For children with caries lesions, the aims are to re-establish oral equilibrium, by eliminating or reducing causal factors, as well as by increasing tooth resistance. Four clinical sessions, with a 1-week interval, are performed, so the dentist is able to act over causal factors (instructing parents), to increase tooth resistance (hygiene with diluted H2O2 solution and gauze; application of fluoride varnish over white spot lesions and softened carious lesions), as well as to restore tooth cavities with glass ionomer cement (Atraumatic Restorative Treatment). At home, parents/caregivers will adopt measures for oral hygiene and diet control, as well as daily application of a 0.05% NaF solution.

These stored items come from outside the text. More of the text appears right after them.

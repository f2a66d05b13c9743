use thiserror::Error;

use crate::writer::FrameKind;

/// Conditions that break the lexer/handler contract.
///
/// Malformed markup never ends up here; it is repaired and reported as a
/// [`Diagnostic`](crate::Diagnostic). These errors mean the event stream itself
/// is inconsistent, so the parse is abandoned along with any buffered frames.
#[derive(Debug, Clone, PartialEq, Eq, Error)]
pub enum HandlerError {
    #[error("unknown construct `{0}`")]
    UnknownConstruct(String),

    #[error("no syntax plugin registered as `{0}`")]
    UnknownPlugin(String),

    #[error("{expected} event at byte {pos} but no block frame is open")]
    NoOpenFrame { expected: FrameKind, pos: usize },

    #[error("{expected} event at byte {pos} but the active frame is {found}")]
    MismatchedFrame {
        expected: FrameKind,
        found: FrameKind,
        pos: usize,
    },
}
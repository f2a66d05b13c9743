use std::{fmt, str::FromStr};

use serde::Serialize;

use crate::error::HandlerError;

/// The built-in lexer modes the handler knows how to process.
#[derive(Debug, Clone, Copy, PartialEq, Eq, Hash, Serialize)]
#[serde(rename_all = "lowercase")]
pub enum Mode {
    Cdata,
    Eol,
    Media,
    Table,
    Listblock,
    Quote,
    Preformatted,
    Footnote,
}

impl Mode {
    pub const ALL: [Mode; 8] = [
        Mode::Cdata,
        Mode::Eol,
        Mode::Media,
        Mode::Table,
        Mode::Listblock,
        Mode::Quote,
        Mode::Preformatted,
        Mode::Footnote,
    ];

    /// The mode name used by the lexer.
    pub fn as_str(self) -> &'static str {
        match self {
            Mode::Cdata => "cdata",
            Mode::Eol => "eol",
            Mode::Media => "media",
            Mode::Table => "table",
            Mode::Listblock => "listblock",
            Mode::Quote => "quote",
            Mode::Preformatted => "preformatted",
            Mode::Footnote => "footnote",
        }
    }
}

impl fmt::Display for Mode {
    fn fmt(&self, f: &mut fmt::Formatter<'_>) -> fmt::Result {
        f.write_str(self.as_str())
    }
}

/// What a lexer mode name resolves to.
#[derive(Debug, Clone, PartialEq, Eq, Hash)]
pub enum Construct {
    Mode(Mode),
    /// A registered syntax plugin, by plugin name.
    Plugin(String),
}

const PLUGIN_PREFIX: &str = "plugin_";

impl FromStr for Construct {
    type Err = HandlerError;

    /// `"table"` is a built-in mode, `"plugin_box"` is the plugin `box`.
    fn from_str(name: &str) -> Result<Self, Self::Err> {
        if let Some(plugin) = name.strip_prefix(PLUGIN_PREFIX) {
            if !plugin.is_empty() {
                return Ok(Construct::Plugin(plugin.to_string()));
            }
        }
        Mode::ALL
            .into_iter()
            .find(|mode| mode.as_str() == name)
            .map(Construct::Mode)
            .ok_or_else(|| HandlerError::UnknownConstruct(name.to_string()))
    }
}

impl From<Mode> for Construct {
    fn from(mode: Mode) -> Self {
        Construct::Mode(mode)
    }
}

impl fmt::Display for Construct {
    fn fmt(&self, f: &mut fmt::Formatter<'_>) -> fmt::Result {
        match self {
            Construct::Mode(mode) => write!(f, "{mode}"),
            Construct::Plugin(name) => write!(f, "{PLUGIN_PREFIX}{name}"),
        }
    }
}
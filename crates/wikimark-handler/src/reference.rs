//! Classification of link and media references.

/// Decides whether a reference points outside the wiki.
pub trait ReferenceClassifier {
    /// A URL with a recognised scheme, e.g. `https://example.com/a.png`.
    fn is_external(&self, reference: &str) -> bool;

    /// A shortcut into another wiki, e.g. `wp>Rust`.
    fn is_interwiki(&self, reference: &str) -> bool;
}

/// Scheme-based classification.
#[derive(Debug, Clone, PartialEq, Eq)]
pub struct DefaultClassifier {
    external_schemes: Vec<String>,
}

pub const DEFAULT_EXTERNAL_SCHEMES: [&str; 3] = ["http", "https", "ftp"];

impl DefaultClassifier {
    pub fn new<I, S>(external_schemes: I) -> Self
    where
        I: IntoIterator<Item = S>,
        S: Into<String>,
    {
        Self {
            external_schemes: external_schemes.into_iter().map(Into::into).collect(),
        }
    }

    pub fn external_schemes(&self) -> &[String] {
        &self.external_schemes
    }
}

impl Default for DefaultClassifier {
    fn default() -> Self {
        Self::new(DEFAULT_EXTERNAL_SCHEMES)
    }
}

impl ReferenceClassifier for DefaultClassifier {
    fn is_external(&self, reference: &str) -> bool {
        reference.split_once("://").is_some_and(|(scheme, _)| {
            self.external_schemes
                .iter()
                .any(|known| known.eq_ignore_ascii_case(scheme))
        })
    }

    fn is_interwiki(&self, reference: &str) -> bool {
        reference.split_once('>').is_some_and(|(shortcut, _)| {
            !shortcut.is_empty()
                && shortcut
                    .chars()
                    .all(|c| c.is_ascii_alphanumeric() || c == '.')
        })
    }
}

The first recall is booked after 1 month, when caries risk must be re-evaluated in order to determine the appropriate periodicity for recalls. At the first recall session, the caregiver will be asked to perform the hygiene procedures and to apply the fluoridated solution under professional supervision, in order to evaluate how skilled he/she is in performing those tasks, as well as to correct possible mistakes.

Caries risk assessment will be performed on a regular basis regardless the initial caries risk evaluation, so changes in the protocol can be implemented whenever necessary.